//! Ledger metadata and the store that persists it.
//!
//! The metadata record is the authoritative description of a ledger: its
//! quorum sizes, digest kind, password, state and the history of its
//! ensembles. A writer caches it on its handle and only ever replaces it
//! through a compare-and-set on [`Versioned::version`].

use std::collections::BTreeMap;

use async_trait::async_trait;
use serde::{Deserialize, Serialize};

use crate::{
    error::MetadataResult,
    types::{BookieId, DigestType, LedgerId, QuorumSizes, INVALID_ENTRY_ID},
};

/// Lifecycle of a ledger as recorded in its metadata.
#[derive(Copy, Clone, Debug, Default, PartialEq, Eq, Hash, Serialize, Deserialize)]
#[serde(rename_all = "snake_case")]
pub enum LedgerState {
    /// A writer may still append.
    #[default]
    Open,
    /// A reader is fencing and recovering the ledger.
    InRecovery,
    /// Sealed; `last_entry_id` and `length` are final.
    Closed,
}

/// Metadata record of one ledger.
///
/// `Debug` output redacts the password.
#[derive(Clone, PartialEq, Eq, Serialize, Deserialize, bon::Builder)]
#[serde(deny_unknown_fields)]
pub struct LedgerMetadata {
    /// Ensemble, write and ack quorum sizes.
    pub quorum: QuorumSizes,

    /// Digest kind of every entry.
    #[builder(default)]
    pub digest_type: DigestType,

    /// Password the digest and master key are derived from.
    #[builder(default)]
    pub password: Vec<u8>,

    /// Current lifecycle state.
    #[builder(default)]
    pub state: LedgerState,

    /// Last entry of a closed ledger, `-1` while open or empty.
    #[builder(default = INVALID_ENTRY_ID)]
    pub last_entry_id: i64,

    /// Payload bytes of a closed ledger.
    #[builder(default)]
    pub length: u64,

    /// Ensembles keyed by the first entry id they serve.
    pub ensembles: BTreeMap<i64, Vec<BookieId>>,

    /// Opaque application metadata.
    #[builder(default)]
    pub custom_metadata: BTreeMap<String, Vec<u8>>,

    /// Creation time, milliseconds since the Unix epoch.
    #[builder(default = chrono::Utc::now().timestamp_millis())]
    pub ctime: i64,
}

impl std::fmt::Debug for LedgerMetadata {
    fn fmt(&self, f: &mut std::fmt::Formatter<'_>) -> std::fmt::Result {
        f.debug_struct("LedgerMetadata")
            .field("quorum", &self.quorum)
            .field("digest_type", &self.digest_type)
            .field("password", &"[REDACTED]")
            .field("state", &self.state)
            .field("last_entry_id", &self.last_entry_id)
            .field("length", &self.length)
            .field("ensembles", &self.ensembles)
            .field("custom_metadata", &self.custom_metadata)
            .field("ctime", &self.ctime)
            .finish()
    }
}

impl LedgerMetadata {
    /// Returns `true` once the ledger has been sealed.
    #[must_use]
    pub fn is_closed(&self) -> bool {
        self.state == LedgerState::Closed
    }

    /// Returns the ensemble that serves `entry_id`.
    ///
    /// Entries below the first recorded boundary, including the
    /// `-1` placeholder, map to the first ensemble.
    #[must_use]
    pub fn ensemble_at(&self, entry_id: i64) -> &[BookieId] {
        self.ensembles
            .range(..=entry_id)
            .next_back()
            .or_else(|| self.ensembles.iter().next())
            .map_or(&[], |(_, ensemble)| ensemble.as_slice())
    }

    /// Returns the most recent ensemble together with its first entry id.
    #[must_use]
    pub fn last_ensemble(&self) -> (i64, &[BookieId]) {
        self.ensembles
            .iter()
            .next_back()
            .map_or((0, &[][..]), |(first, ensemble)| (*first, ensemble.as_slice()))
    }

    /// Returns every bookie that has ever been a member of the ledger.
    #[must_use]
    pub fn all_bookies(&self) -> Vec<BookieId> {
        let mut bookies: Vec<BookieId> = self.ensembles.values().flatten().cloned().collect();
        bookies.sort();
        bookies.dedup();
        bookies
    }
}

/// A value together with the store version it was read at.
#[derive(Clone, Debug, PartialEq, Eq)]
pub struct Versioned<T> {
    /// The stored value.
    pub value: T,
    /// Monotonic version, bumped on every successful write.
    pub version: u64,
}

impl<T> Versioned<T> {
    /// Wraps a value with its version.
    pub fn new(value: T, version: u64) -> Self {
        Self { value, version }
    }
}

/// Persistence contract for ledger metadata.
///
/// Consensus and durability of the store are the implementation's concern;
/// the client only relies on versioned compare-and-set writes.
#[async_trait]
pub trait LedgerMetadataStore: Send + Sync + std::fmt::Debug {
    /// Allocates a ledger id that is not in use.
    async fn generate_ledger_id(&self) -> MetadataResult<LedgerId>;

    /// Stores metadata for a new ledger.
    ///
    /// # Errors
    ///
    /// Returns [`MetadataError::LedgerExists`](crate::MetadataError::LedgerExists)
    /// if the id is taken.
    async fn create_ledger_metadata(
        &self,
        ledger_id: LedgerId,
        metadata: LedgerMetadata,
    ) -> MetadataResult<Versioned<LedgerMetadata>>;

    /// Reads the current metadata of a ledger.
    ///
    /// # Errors
    ///
    /// Returns [`MetadataError::NoSuchLedger`](crate::MetadataError::NoSuchLedger)
    /// if the ledger does not exist.
    async fn read_ledger_metadata(
        &self,
        ledger_id: LedgerId,
    ) -> MetadataResult<Versioned<LedgerMetadata>>;

    /// Replaces the metadata if the stored version equals `expected_version`.
    ///
    /// # Errors
    ///
    /// Returns [`MetadataError::BadVersion`](crate::MetadataError::BadVersion)
    /// on a version mismatch.
    async fn write_ledger_metadata(
        &self,
        ledger_id: LedgerId,
        metadata: LedgerMetadata,
        expected_version: u64,
    ) -> MetadataResult<Versioned<LedgerMetadata>>;

    /// Deletes the metadata of a ledger.
    async fn remove_ledger_metadata(&self, ledger_id: LedgerId) -> MetadataResult<()>;

    /// Returns `true` if metadata exists for the ledger.
    async fn ledger_exists(&self, ledger_id: LedgerId) -> MetadataResult<bool>;
}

::::::

Which lines of the data include "Serialize"? Copy each of them.

use serde::{Deserialize, Serialize};
#[derive(Copy, Clone, Debug, Default, PartialEq, Eq, Hash, Serialize, Deserialize)]
#[derive(Clone, PartialEq, Eq, Serialize, Deserialize, bon::Builder)]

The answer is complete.